In contrast to Singapore's declining population, the total Asian market continues to expand. The impact of technology also increases the available Asian market for Insight Vacations (Singapore) Pvt Ltd's products. The company is in a good position to serve this expanding market and already has representative offices in Brunei, China, Hong Kong, India, Indonesia-Japan, Korea, Malaysia, Pakistan, Philippines, Taiwan and Thailand.

Human resource management

Robin is passionate about the training of his staff and from 4 percent to 5 percent of the business operating costs are allocated to staff training. This is through sponsorship of his employees to attend Diploma or Degree courses related to travel and tourism.

"I personally feel strongly about training and retraining… …if everyone in the industry trains 20 percent of their staff, the level of professionalism will rise. Then, worries about one agency poaching trained staff from another agency will go away", says Robin in Travel Trade Gazette Asia (1999b).

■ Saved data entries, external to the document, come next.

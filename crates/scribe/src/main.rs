mod cli;

use std::process::ExitCode;
use std::sync::Arc;

use clap::Parser;
use log::{error, info};
use scribe_core::kernel::config::{resolve_home, HostConfig};
use scribe_core::kernel::constants;
use scribe_core::plugin_system::StaticPluginSource;
use scribe_core::Application;
use tracing_subscriber::EnvFilter;

// --- Import Core Plugins for Static Registration ---
use core_languages::CoreLanguagesPlugin;

use crate::cli::CliArgs;

/// Route `log` records into a tracing fmt subscriber on stderr.
/// `RUST_LOG` overrides the configured level.
fn init_logging(default_level: &str) {
    let filter = EnvFilter::try_from_default_env().unwrap_or_else(|_| EnvFilter::new(default_level));
    let subscriber = tracing_subscriber::fmt()
        .with_env_filter(filter)
        .with_writer(std::io::stderr)
        .with_target(false)
        .finish();

    if let Err(e) = tracing::subscriber::set_global_default(subscriber) {
        eprintln!("Failed to install tracing subscriber: {}", e);
        return;
    }
    if let Err(e) = tracing_log::LogTracer::init() {
        eprintln!("Failed to bridge log records to tracing: {}", e);
    }
}

#[tokio::main]
async fn main() -> ExitCode {
    let args = CliArgs::parse();

    if args.ping {
        println!("pong");
        return ExitCode::SUCCESS;
    }

    let home = match resolve_home(args.home.clone()) {
        Ok(home) => home,
        Err(e) => {
            eprintln!("Error: {}", e);
            return ExitCode::FAILURE;
        }
    };
    let config_path = args
        .config
        .clone()
        .unwrap_or_else(|| home.join(constants::CONFIG_FILE_NAME));
    let config = match HostConfig::load(&config_path) {
        Ok(config) => config,
        Err(e) => {
            eprintln!("Error: {}", e);
            return ExitCode::FAILURE;
        }
    };

    init_logging(&config.log_level);
    info!("Using home directory {}", home.display());

    let mut app = match Application::new(home, config) {
        Ok(app) => app,
        Err(e) => {
            error!("Failed to create application: {}", e);
            eprintln!("Error: {}", e);
            return ExitCode::FAILURE;
        }
    };

    // --- Statically Register Core Plugins ---
    app.add_plugin_source(Arc::new(
        StaticPluginSource::new("builtin").with_plugin(Arc::new(CoreLanguagesPlugin::new())),
    ));

    if let Err(e) = app.run().await {
        eprintln!("Error: {}", e);
        return ExitCode::FAILURE;
    }

    let outcome = match args.command {
        Some(command) => cli::execute(&app, command).await,
        None => {
            cli::print_status(&app).await;
            Ok(())
        }
    };

    if let Err(e) = app.shutdown().await {
        error!("Shutdown failed: {}", e);
    }

    match outcome {
        Ok(()) => ExitCode::SUCCESS,
        Err(e) => {
            eprintln!("Error: {}", e);
            ExitCode::FAILURE
        }
    }
}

Robin commented upon the issue of retaining quality staff in the travel business in Travel Trade Gazette Asia (2001).  He expressed his opinion that career development and the industry's image are linked to compensation, which is currently S$1,200 to S$1,500 per month for those with no experience. This is comparable with other industries. Robin attributes the perceived lack of travel industry job prestige to image and human resource management. Attrition, due to job stress, is at similarly high levels in law and medicine - although salary levels are higher in these professions. He says that travel specialists must work harder to retain commission levels, instead of giving commission away to achieve a sale. The resulting retained profits could then be used to increase salary levels and retain staff. Insight Vacations (Singapore) pvt Ltd are given a day off on their birthday. This perk is very popular with Robin's staff. He also makes a special effort to nominate staff for national awards, such as Model Worker. Staff who decide to further their careers beyond Insight Vacations for better prospects are allowed to leave gracefully by Robin. Although unfortunate for the company, he says that his ex-employees are the best salesmen for the company in their future endeavours.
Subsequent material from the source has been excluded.